Yikes, Amy. It's easy to understand how you are feeling. All I can say is just ride the feelings out. They are real, conflicted and exhausting. Your emotions are speaking, and they have a right to, but they also can't decide for you. I know it gets old hearing it, but breathing on it for a day or two always helps. I'm so sorry to hear about all of this.
ReplyDeleteThankfully, you're getting on an airplane in two days. Steady will survive without you and you'll have some time to sort through all these emotions. Relax. Recharge. Regenerate.
ReplyDeleteI'm sorry things are tough right now. :-(
Wow, it sounds like you had the worst day ever.
ReplyDeleteHas the reality of horses really faded your happiness, or is your non-horse life stresses making your horse stress seem like a bigger deal? I could not ride while I was studying for the bar - if any minor thing went wrong I would feel like it was the end of the world. It didn't actually have anything to do with my horses, they were just being horses. But I took it personally during that time because of everything else happening in my life.
You can handle this.
(Your husband's negativity is not helping. I'm currently dealing with my long term bf becoming more and more resentful of my horse and its really, really tough.)
I remember in a previous post you talked about how the horses were stressing you out financially and taking a toll on your marriage. You were deciding whether to keep the horses or let them all go. I have a question for you. Would you consider only keeping Steady and one other as a companion and selling off the minis and the goats? It may be less stressful if you don't have a mini farm, just one horse and one pony. I know you said you wouldn't want to do that to your girls, but I think as adults sometimes we have to be a little bit selfish to stay sane.
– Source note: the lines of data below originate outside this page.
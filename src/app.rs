//! Application setup and wiring

use std::sync::Arc;
use std::time::Instant;

use axum::Router;
use redteam_core::Config;
use redteam_llm::{LlmProvider, create_provider};
use redteam_orchestrator::{AppState, create_router};
use redteam_osint::TargetProvider;

/// Router plus the state behind it, so callers can reach the history directly
pub struct AppHandle {
    pub router: Router,
    pub state: AppState,
}

/// Create every directory the simulator writes to
pub async fn setup_directories(config: &Config) -> std::io::Result<()> {
    for dir in [
        &config.osint.data_dir,
        &config.simulation.results_dir,
        &config.simulation.visualizations_dir,
    ] {
        tokio::fs::create_dir_all(dir).await?;
    }
    Ok(())
}

/// Build the application from configuration alone
pub async fn create_app(
    config: Config,
) -> Result<AppHandle, Box<dyn std::error::Error + Send + Sync>> {
    let provider = create_provider(&config.llm)?;
    let target_provider = Arc::new(TargetProvider::from_config(config.osint.clone()));
    create_app_with(config, provider, target_provider).await
}

/// Build the application around an existing model provider and target source
pub async fn create_app_with(
    config: Config,
    provider: Arc<dyn LlmProvider>,
    target_provider: Arc<TargetProvider>,
) -> Result<AppHandle, Box<dyn std::error::Error + Send + Sync>> {
    let startup_time = Instant::now();

    setup_directories(&config).await?;

    let info = provider.info();
    tracing::info!(
        provider = info.id,
        model = %config.llm.default_model,
        "Language model provider ready"
    );

    let state = AppState::new(&config, provider, target_provider);
    let router = create_router(state.clone(), &config.server);

    tracing::info!(
        startup_ms = startup_time.elapsed().as_millis(),
        "Application initialized"
    );

    Ok(AppHandle { router, state })
}
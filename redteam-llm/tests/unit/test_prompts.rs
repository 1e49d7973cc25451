//! Unit tests for prompt templates

use redteam_core::domain::{Complexity, Target};
use redteam_llm::prompts::{ATTACK_SCENARIO_PROMPT, PromptBuilder};
use serde_json::json;

#[test]
fn test_format_attributes() {
    let formatted = PromptBuilder::format_attributes(&json!({
        "name": "Hoover Dam",
        "systems": ["SCADA", "IT Network"],
        "size": "Large"
    }));

    assert!(formatted.contains("- name: Hoover Dam"));
    assert!(formatted.contains("- systems: [\"SCADA\",\"IT Network\"]"));
    assert_eq!(formatted.lines().count(), 3);
}

#[test]
fn test_scenario_prompt_for_facility() {
    let target = Target::from_value(json!({
        "id": "FAC10001",
        "name": "Hoover Dam",
        "facility_type": "Power Plant"
    }))
    .unwrap();

    let prompt = PromptBuilder::build_scenario_prompt(&target, Complexity::High);

    assert!(prompt.contains("- kind: infrastructure"));
    assert!(prompt.contains("- name: Hoover Dam"));
    assert!(prompt.contains("Complexity level: high"));
    assert!(!prompt.contains("{target}"));
    assert!(!prompt.contains("{complexity}"));
}

#[test]
fn test_scenario_template_lists_required_sections() {
    for section in [
        "Attack vector and initial access method",
        "Step-by-step attack progression",
        "Potential impact if successful",
        "Indicators of compromise",
        "Required attacker resources and skills",
    ] {
        assert!(ATTACK_SCENARIO_PROMPT.contains(section), "missing {section}");
    }
}
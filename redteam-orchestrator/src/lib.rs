//! Red Team Orchestrator - simulation, history statistics and the HTTP API
//!
//! This crate ties target collection and scenario generation together: it
//! runs the step-by-step attack simulator, keeps the scenario history and
//! serves everything over HTTP.
//!
//! # Architecture
//!
//! ```text
//! redteam-orchestrator/
//! ├── presentation/     # HTTP layer
//! │   ├── controllers.rs # Request handlers and AppState
//! │   ├── middleware.rs  # Request logging
//! │   ├── models.rs      # DTOs with OpenAPI schemas, ApiError
//! │   └── routes.rs      # Router, CORS, Swagger UI
//! ├── application/      # Use cases
//! ├── infrastructure/   # Scenario history store and export
//! └── domain/           # Simulator, system details, metrics, attack graph
//! ```
//!
//! # API Endpoints
//!
//! | Endpoint | Method | Description |
//! |----------|--------|-------------|
//! | `/api/targets` | GET | List vessels and facilities |
//! | `/api/search` | GET | Search collected targets |
//! | `/api/simulate` | POST | Generate, simulate and analyze a scenario |
//! | `/api/history` | GET | Recorded scenarios |
//! | `/api/analysis` | GET | History metrics |
//! | `/api/analyze` | GET | Model review of the history |
//! | `/api/visualizations` | GET | Dashboard chart data |
//! | `/api/history/export` | POST | Write the history to disk |
//! | `/health` | GET | Health check |

pub mod application;
pub mod domain;
pub mod infrastructure;
pub mod presentation;

pub use application::{HistoryStatisticsUseCase, ReviewHistoryUseCase, RunSimulationUseCase};
pub use domain::{AttackSimulator, DashboardData, SimulationError, SimulationMetrics};
pub use infrastructure::ScenarioHistory;
pub use presentation::{AppState, create_router};
//! Attackable entities: vessels and infrastructure facilities

pub mod entities;
pub mod value_objects;

pub use entities::*;
pub use value_objects::*;
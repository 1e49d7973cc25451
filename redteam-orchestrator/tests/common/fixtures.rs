//! Scripted model provider, failing dataset source and app state builders

use async_trait::async_trait;
use axum_test::TestServer;
use redteam_core::Config;
use redteam_llm::domain::{
    CompletionRequest, CompletionResponse, ContentBlock, LlmError, LlmProvider, ProviderInfo,
    StopReason, Usage,
};
use redteam_osint::{DatasetSource, FetchError, TargetProvider};
use redteam_orchestrator::{AppState, create_router};
use std::path::{Path, PathBuf};
use std::sync::Arc;
use std::sync::atomic::{AtomicUsize, Ordering};

pub const SCENARIO_REPLY: &str = r#"{
    "attack_vector": "GNSS spoofing",
    "steps": ["Survey AIS traffic", "Spoof GNSS fixes", "Divert the vessel"],
    "impact": "High",
    "indicators": ["Position jumps", "Clock drift"],
    "attacker_profile": {"resources": "High", "skills": "Expert"}
}"#;

pub const ANALYSIS_REPLY: &str = r#"{
    "severity": "Critical",
    "explanation": "Unauthenticated GNSS input drives the autopilot.",
    "mitigations": ["Cross-check GNSS with radar"],
    "long_term_fixes": ["Authenticated positioning"],
    "detection_methods": ["Position plausibility checks"]
}"#;

pub const HISTORY_REPLY: &str = "Key Findings
Navigation attacks succeed early.
- GNSS spoofing worked against cargo vessels

Risk Assessment
Overall risk is high.
";

/// Provider that answers by prompt type
pub struct ScriptedProvider {
    pub error: Option<LlmError>,
    pub analysis_error: Option<LlmError>,
    pub calls: AtomicUsize,
}

impl ScriptedProvider {
    pub fn new() -> Self {
        Self {
            error: None,
            analysis_error: None,
            calls: AtomicUsize::new(0),
        }
    }

    /// Every call fails with `error`
    pub fn failing(error: LlmError) -> Self {
        Self {
            error: Some(error),
            ..Self::new()
        }
    }

    /// Only vulnerability analysis calls fail
    pub fn failing_analysis(error: LlmError) -> Self {
        Self {
            analysis_error: Some(error),
            ..Self::new()
        }
    }

    pub fn calls(&self) -> usize {
        self.calls.load(Ordering::SeqCst)
    }
}

#[async_trait]
impl LlmProvider for ScriptedProvider {
    fn info(&self) -> ProviderInfo {
        ProviderInfo {
            id: "scripted",
            name: "Scripted Provider",
            version: "test",
            max_output_tokens: 2048,
        }
    }

    fn default_model(&self) -> &str {
        "test-model"
    }

    async fn complete(&self, request: CompletionRequest) -> Result<CompletionResponse, LlmError> {
        self.calls.fetch_add(1, Ordering::SeqCst);
        if let Some(error) = &self.error {
            return Err(error.clone());
        }

        let prompt = request.last_user_text().unwrap_or_default();
        let reply = if prompt.contains("red team simulation results") {
            HISTORY_REPLY
        } else if prompt.contains("Analyze the following attack scenario") {
            if let Some(error) = &self.analysis_error {
                return Err(error.clone());
            }
            ANALYSIS_REPLY
        } else {
            SCENARIO_REPLY
        };

        Ok(CompletionResponse {
            id: "scripted-response".to_string(),
            model: "test-model".to_string(),
            content: vec![ContentBlock::text(reply)],
            stop_reason: StopReason::EndTurn,
            usage: Usage {
                prompt_tokens: 100,
                completion_tokens: 50,
                total_tokens: 150,
            },
        })
    }
}

/// Dataset source that is always down, so targets come from synthetic data
#[derive(Default)]
pub struct FailingSource;

#[async_trait]
impl DatasetSource for FailingSource {
    fn name(&self) -> &'static str {
        "failing"
    }

    async fn fetch(&self, _dataset: &str) -> Result<Vec<PathBuf>, FetchError> {
        Err(FetchError::Status {
            status: 503,
            message: "dataset host unavailable".to_string(),
        })
    }
}

/// Config rooted in `dir` with fixed seeds
pub fn test_config(dir: &Path) -> Config {
    let mut config = Config::default();
    config.osint.data_dir = dir.join("osint");
    config.osint.seed = Some(7);
    config.simulation.seed = Some(42);
    config.simulation.results_dir = dir.join("scenarios");
    config.simulation.visualizations_dir = dir.join("visualizations");
    config.llm.default_model = "test-model".to_string();
    config
}

pub fn test_state(config: &Config, provider: Arc<ScriptedProvider>) -> AppState {
    let targets = Arc::new(TargetProvider::new(
        config.osint.clone(),
        Arc::new(FailingSource),
    ));
    AppState::new(config, provider, targets)
}

pub fn test_server(state: AppState, config: &Config) -> TestServer {
    TestServer::new(create_router(state, &config.server)).unwrap()
}

pub fn cargo_target() -> serde_json::Value {
    serde_json::json!({
        "kind": "maritime",
        "mmsi": "123",
        "vessel_type": "Cargo",
        "systems": ["navigation", "communication"]
    })
}
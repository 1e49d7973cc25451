//! Route definitions and server setup

use axum::http::StatusCode;
use axum::{
    Router, middleware,
    response::{IntoResponse, Response},
    routing::{get, post},
};
use std::time::Duration;
use tower::ServiceBuilder;
use tower_http::{
    cors::{AllowOrigin, CorsLayer},
    timeout::TimeoutLayer,
    trace::TraceLayer,
};
use utoipa::OpenApi;
use utoipa_swagger_ui::SwaggerUi;

use redteam_core::config::ServerConfig;
use redteam_core::domain::{
    AttackPlan, AttackerProfile, AuthenticationMethod, Complexity, ConfigurationClass,
    EncryptionLevel, Facility, FacilitySize, HistoryReport, Location, Position, ReportSection,
    Scenario, ScenarioStatus, SecurityLevel, StepResult, Target, TargetKind, Vessel,
    VulnerabilityAnalysis,
};

use crate::domain::{
    AttackGraph, DashboardData, GraphEdge, GraphNode, NodeKind, OutcomeRates, Severity,
    SeverityCount, SimulationMetrics,
};
use crate::presentation::{
    controllers::{
        AppState, analyze_history, export_history, get_analysis, get_history, get_visualizations,
        health_check, list_targets, search_targets, simulate,
    },
    middleware::logging_middleware,
    models::*,
};

/// OpenAPI documentation
#[derive(OpenApi)]
#[openapi(
    paths(
        crate::presentation::controllers::health_check,
        crate::presentation::controllers::list_targets,
        crate::presentation::controllers::search_targets,
        crate::presentation::controllers::simulate,
        crate::presentation::controllers::get_history,
        crate::presentation::controllers::get_analysis,
        crate::presentation::controllers::analyze_history,
        crate::presentation::controllers::get_visualizations,
        crate::presentation::controllers::export_history
    ),
    components(
        schemas(
            ErrorResponse,
            HealthResponse,
            TargetsResponse,
            SearchHitDto,
            SimulateRequest,
            ExportResponse,
            Target,
            TargetKind,
            Vessel,
            Facility,
            FacilitySize,
            SecurityLevel,
            Position,
            Location,
            Scenario,
            ScenarioStatus,
            Complexity,
            AttackPlan,
            AttackerProfile,
            StepResult,
            VulnerabilityAnalysis,
            ConfigurationClass,
            EncryptionLevel,
            AuthenticationMethod,
            HistoryReport,
            ReportSection,
            SimulationMetrics,
            Severity,
            SeverityCount,
            DashboardData,
            OutcomeRates,
            AttackGraph,
            GraphNode,
            GraphEdge,
            NodeKind
        )
    ),
    tags(
        (name = "health", description = "Service health"),
        (name = "targets", description = "Collected vessels and infrastructure facilities"),
        (name = "simulation", description = "Scenario generation, simulation and history"),
        (name = "analysis", description = "Metrics, chart data and model review of the history")
    ),
    info(
        title = "Red Team Simulator API",
        version = "0.3.0",
        description = "Generates red team attack scenarios against maritime and critical infrastructure targets with a language model, simulates them step by step and analyzes the outcome."
    )
)]
pub struct ApiDoc;

async fn root_handler() -> Response {
    axum::Json(serde_json::json!({
        "name": "Red Team Simulator API",
        "version": env!("CARGO_PKG_VERSION"),
        "description": "LLM-driven red team scenario generator and attack simulator",
        "endpoints": {
            "health": "/health",
            "targets": "/api/targets",
            "search": "/api/search",
            "simulate": "/api/simulate",
            "history": "/api/history",
            "analysis": "/api/analysis",
            "analyze": "/api/analyze",
            "visualizations": "/api/visualizations",
            "export": "/api/history/export",
            "docs": "/docs"
        }
    }))
    .into_response()
}

fn cors_layer(server: &ServerConfig) -> CorsLayer {
    let methods = [
        axum::http::Method::GET,
        axum::http::Method::POST,
        axum::http::Method::OPTIONS,
    ];
    let headers = [
        axum::http::header::CONTENT_TYPE,
        axum::http::header::ACCEPT,
        axum::http::header::ORIGIN,
    ];

    if server.allowed_origins.len() == 1 && server.allowed_origins[0] == "*" {
        return CorsLayer::new()
            .allow_origin(AllowOrigin::any())
            .allow_methods(methods)
            .allow_headers(headers)
            .max_age(Duration::from_secs(3600));
    }

    let origins: Vec<axum::http::HeaderValue> = server
        .allowed_origins
        .iter()
        .filter_map(|origin| {
            axum::http::HeaderValue::from_str(origin)
                .map_err(|_| {
                    tracing::warn!(origin, "Invalid CORS origin in config; skipping");
                })
                .ok()
        })
        .collect();

    CorsLayer::new()
        .allow_origin(origins)
        .allow_methods(methods)
        .allow_headers(headers)
        .max_age(Duration::from_secs(3600))
}

/// Create the application router with its middleware stack
pub fn create_router(state: AppState, server: &ServerConfig) -> Router {
    let api_routes = Router::new()
        .route("/targets", get(list_targets))
        .route("/search", get(search_targets))
        .route("/simulate", post(simulate))
        .route("/history", get(get_history))
        .route("/history/export", post(export_history))
        .route("/analysis", get(get_analysis))
        .route("/analyze", get(analyze_history))
        .route("/visualizations", get(get_visualizations));

    let mut router = Router::new()
        .route("/", get(root_handler))
        .route("/health", get(health_check))
        .nest("/api", api_routes);

    if server.enable_docs {
        router =
            router.merge(SwaggerUi::new("/docs").url("/api-docs/openapi.json", ApiDoc::openapi()));
    }

    let service_builder = ServiceBuilder::new()
        .layer(TraceLayer::new_for_http())
        .layer(cors_layer(server))
        .layer(TimeoutLayer::with_status_code(
            StatusCode::REQUEST_TIMEOUT,
            Duration::from_secs(server.request_timeout_seconds),
        ))
        .layer(middleware::from_fn(logging_middleware));

    router.layer(service_builder).with_state(state)
}
//! Command-line demonstration run

use anyhow::Context;
use redteam_core::Config;
use redteam_core::domain::{Complexity, Scenario, Target};
use redteam_orchestrator::{AppState, SimulationMetrics};
use std::path::PathBuf;

/// How much the demo collects before simulating
#[derive(Debug, Clone, Copy)]
pub struct DemoOptions {
    pub vessels: usize,
    pub facilities: usize,
}

impl Default for DemoOptions {
    fn default() -> Self {
        Self {
            vessels: 5,
            facilities: 5,
        }
    }
}

/// What a demo run produced
#[derive(Debug, Default)]
pub struct DemoReport {
    pub vessels_collected: usize,
    pub facilities_collected: usize,
    pub scenarios: Vec<Scenario>,
    /// One message per simulation that did not complete
    pub failures: Vec<String>,
    pub metrics: Option<SimulationMetrics>,
    pub dashboard_path: Option<PathBuf>,
    pub export_path: Option<PathBuf>,
}

/// Collect targets, simulate the first vessel at medium and the first facility
/// at high, then write chart data and export the history.
///
/// A failed simulation is recorded in the report and the run carries on.
pub async fn run_demo(
    state: &AppState,
    config: &Config,
    options: DemoOptions,
) -> anyhow::Result<DemoReport> {
    let mut report = DemoReport::default();
    let country = config.osint.default_country.clone();

    tracing::info!(limit = options.vessels, "Collecting maritime targets");
    let vessels = state.target_provider.collect_vessels(options.vessels).await;
    tracing::info!(limit = options.facilities, country = %country, "Collecting infrastructure targets");
    let facilities = state
        .target_provider
        .collect_facilities(&country, options.facilities)
        .await;
    report.vessels_collected = vessels.len();
    report.facilities_collected = facilities.len();

    let mut runs: Vec<(Target, Complexity)> = Vec::new();
    if let Some(vessel) = vessels.into_iter().next() {
        runs.push((vessel.into(), Complexity::Medium));
    }
    if let Some(facility) = facilities.into_iter().next() {
        runs.push((facility.into(), Complexity::High));
    }

    for (target, complexity) in runs {
        match state.run_simulation.execute(&target, complexity).await {
            Ok(scenario) => report.scenarios.push(scenario),
            Err(e) => {
                tracing::warn!(target = %target.identifier(), error = %e, "Demo simulation failed");
                report
                    .failures
                    .push(format!("{} ({}): {}", target.display_name(), target.kind(), e));
            }
        }
    }

    if report.scenarios.is_empty() {
        tracing::warn!("No simulation completed; skipping metrics and export");
        return Ok(report);
    }

    report.metrics = Some(
        state
            .statistics
            .metrics()
            .await
            .context("Failed to compute simulation metrics")?,
    );
    report.dashboard_path = Some(
        state
            .statistics
            .write_dashboard(&config.simulation.visualizations_dir)
            .await
            .context("Failed to write dashboard data")?,
    );
    report.export_path = Some(
        state
            .history
            .export(&config.simulation.results_dir)
            .await
            .context("Failed to export simulation history")?,
    );

    Ok(report)
}

/// Human-readable summary printed at the end of a demo run
pub fn render_report(report: &DemoReport) -> String {
    let mut out = String::new();
    out.push_str(&format!(
        "Collected {} vessels and {} facilities\n",
        report.vessels_collected, report.facilities_collected
    ));

    for scenario in &report.scenarios {
        let severity = scenario
            .vulnerability_analysis
            .as_ref()
            .map_or("n/a", |analysis| analysis.severity.as_str());
        out.push_str(&format!(
            "- {} [{}] {}: {}/{} steps executed, success: {}, severity: {}\n",
            scenario.target.display_name(),
            scenario.complexity,
            scenario.plan.attack_vector,
            scenario.steps_executed(),
            scenario.plan.steps.len(),
            scenario.overall_success,
            severity
        ));
    }
    for failure in &report.failures {
        out.push_str(&format!("- failed: {}\n", failure));
    }

    if let Some(metrics) = &report.metrics {
        out.push_str(&format!(
            "Success rate: {:.0}% over {} simulations (average {:.1} steps)\n",
            metrics.success_rate * 100.0,
            metrics.total_simulations,
            metrics.average_steps_executed
        ));
        for entry in &metrics.severity_distribution {
            out.push_str(&format!("  {:?}: {}\n", entry.severity, entry.count));
        }
    }
    if let Some(path) = &report.dashboard_path {
        out.push_str(&format!("Dashboard data: {}\n", path.display()));
    }
    if let Some(path) = &report.export_path {
        out.push_str(&format!("History exported to: {}\n", path.display()));
    }

    out
}
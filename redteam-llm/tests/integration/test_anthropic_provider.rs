//! Integration tests for AnthropicProvider using wiremock

use wiremock::matchers::{body_partial_json, header, method, path};
use wiremock::{Mock, MockServer, ResponseTemplate};

use redteam_llm::{AnthropicProvider, CompletionRequest, LlmError, LlmProvider};

fn messages_reply(text: &str) -> serde_json::Value {
    serde_json::json!({
        "id": "msg_01",
        "type": "message",
        "role": "assistant",
        "model": "claude-3-opus-20240229",
        "content": [{ "type": "text", "text": text }],
        "stop_reason": "end_turn",
        "usage": { "input_tokens": 42, "output_tokens": 7 }
    })
}

#[tokio::test]
async fn test_anthropic_complete_success() {
    let mock_server = MockServer::start().await;

    Mock::given(method("POST"))
        .and(path("/v1/messages"))
        .and(header("x-api-key", "test-key"))
        .and(header("anthropic-version", "2023-06-01"))
        .and(body_partial_json(serde_json::json!({
            "model": "claude-3-opus-20240229",
            "max_tokens": 2000,
            "system": "You are a red team analyst.",
            "messages": [{ "role": "user", "content": "Plan an attack." }]
        })))
        .respond_with(ResponseTemplate::new(200).set_body_json(messages_reply("{\"ok\":true}")))
        .expect(1)
        .mount(&mock_server)
        .await;

    let provider = AnthropicProvider::new("test-key", "claude-3-opus-20240229")
        .with_base_url(format!("{}/v1", mock_server.uri()));

    let response = provider
        .complete(
            CompletionRequest::new()
                .with_system("You are a red team analyst.")
                .with_user("Plan an attack.")
                .with_max_tokens(2000)
                .with_temperature(0.7),
        )
        .await
        .unwrap();

    assert_eq!(response.text(), "{\"ok\":true}");
    assert_eq!(response.usage.prompt_tokens, 42);
    assert_eq!(response.usage.completion_tokens, 7);
}

#[tokio::test]
async fn test_anthropic_rate_limited_with_retry_after() {
    let mock_server = MockServer::start().await;

    Mock::given(method("POST"))
        .and(path("/v1/messages"))
        .respond_with(
            ResponseTemplate::new(429)
                .insert_header("retry-after", "12")
                .set_body_string("rate_limit_error"),
        )
        .mount(&mock_server)
        .await;

    let provider =
        AnthropicProvider::new("test-key", "m").with_base_url(format!("{}/v1", mock_server.uri()));

    let err = provider
        .complete(CompletionRequest::new().with_user("hi"))
        .await
        .unwrap_err();

    assert!(err.is_rate_limited());
    assert_eq!(err.retry_after(), Some(std::time::Duration::from_secs(12)));
}

#[tokio::test]
async fn test_anthropic_auth_and_server_errors() {
    let mock_server = MockServer::start().await;

    Mock::given(method("POST"))
        .and(path("/v1/messages"))
        .and(header("x-api-key", "bad-key"))
        .respond_with(ResponseTemplate::new(401).set_body_string("invalid x-api-key"))
        .mount(&mock_server)
        .await;

    Mock::given(method("POST"))
        .and(path("/v1/messages"))
        .and(header("x-api-key", "good-key"))
        .respond_with(ResponseTemplate::new(529).set_body_string("overloaded_error"))
        .mount(&mock_server)
        .await;

    let base = format!("{}/v1", mock_server.uri());

    let err = AnthropicProvider::new("bad-key", "m")
        .with_base_url(&base)
        .complete(CompletionRequest::new().with_user("hi"))
        .await
        .unwrap_err();
    assert!(matches!(err, LlmError::Authentication(_)));

    let err = AnthropicProvider::new("good-key", "m")
        .with_base_url(&base)
        .complete(CompletionRequest::new().with_user("hi"))
        .await
        .unwrap_err();
    assert!(matches!(err, LlmError::ServiceUnavailable(_)));
    assert!(err.is_retryable());
}

#[tokio::test]
async fn test_anthropic_malformed_body() {
    let mock_server = MockServer::start().await;

    Mock::given(method("POST"))
        .and(path("/v1/messages"))
        .respond_with(ResponseTemplate::new(200).set_body_string("not json"))
        .mount(&mock_server)
        .await;

    let err = AnthropicProvider::new("k", "m")
        .with_base_url(format!("{}/v1", mock_server.uri()))
        .complete(CompletionRequest::new().with_user("hi"))
        .await
        .unwrap_err();

    assert!(matches!(err, LlmError::InvalidResponse(_)));
}
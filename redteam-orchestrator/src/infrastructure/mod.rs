//! Orchestrator infrastructure

pub mod history;

pub use history::ScenarioHistory;
pub mod analyze_history;
pub mod analyze_vulnerability;
pub mod generate_scenario;

pub use analyze_history::AnalyzeHistoryUseCase;
pub use analyze_vulnerability::AnalyzeVulnerabilityUseCase;
pub use generate_scenario::GenerateScenarioUseCase;
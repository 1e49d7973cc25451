//! Where raw datasets come from

mod http;
mod local;

pub use http::HttpDatasetSource;
pub use local::LocalDatasetSource;

use async_trait::async_trait;
use std::path::PathBuf;

use crate::domain::FetchError;

/// Makes a named dataset available as local files
#[async_trait]
pub trait DatasetSource: Send + Sync {
    /// Short label used in logs
    fn name(&self) -> &'static str;

    /// Download (or locate) `dataset` and return the paths of its files
    async fn fetch(&self, dataset: &str) -> Result<Vec<PathBuf>, FetchError>;
}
Our kids will respect our determination, drive and achievements and we set an example of the kind of women who go after what we want, setting goals and achieving them. If your dream is to event, maybe you could get rid of all the "extra" animals and focus on Steady. It would ease the financial burden as well. I'm just thinking of a way you could continue to pursue eventing without driving yourself and your husband crazy! Hopefully I haven't overstepped my bounds!
ReplyDeleteI'm so sorry that happened! That's my worst fear every time I put my horse in a trailer. I get almost panicked about it sometimes. I've never had a horse seriously injured in a trailer, but it's still one of my big fears so I can't begin to imagine what you're feeling right now. I'm so sorry. I hope Steady is okay and heals up quickly. You will both be in my thoughts and prayers.
ReplyDeleteI know you're just venting and I really wish there was some way I could help, but it's really a decision only you can make. I know my horses stress me out beyond belief sometimes, but all I have to do is remember how miserable I was those two years without a horse and I know I couldn't live without them. I hope things get better soon.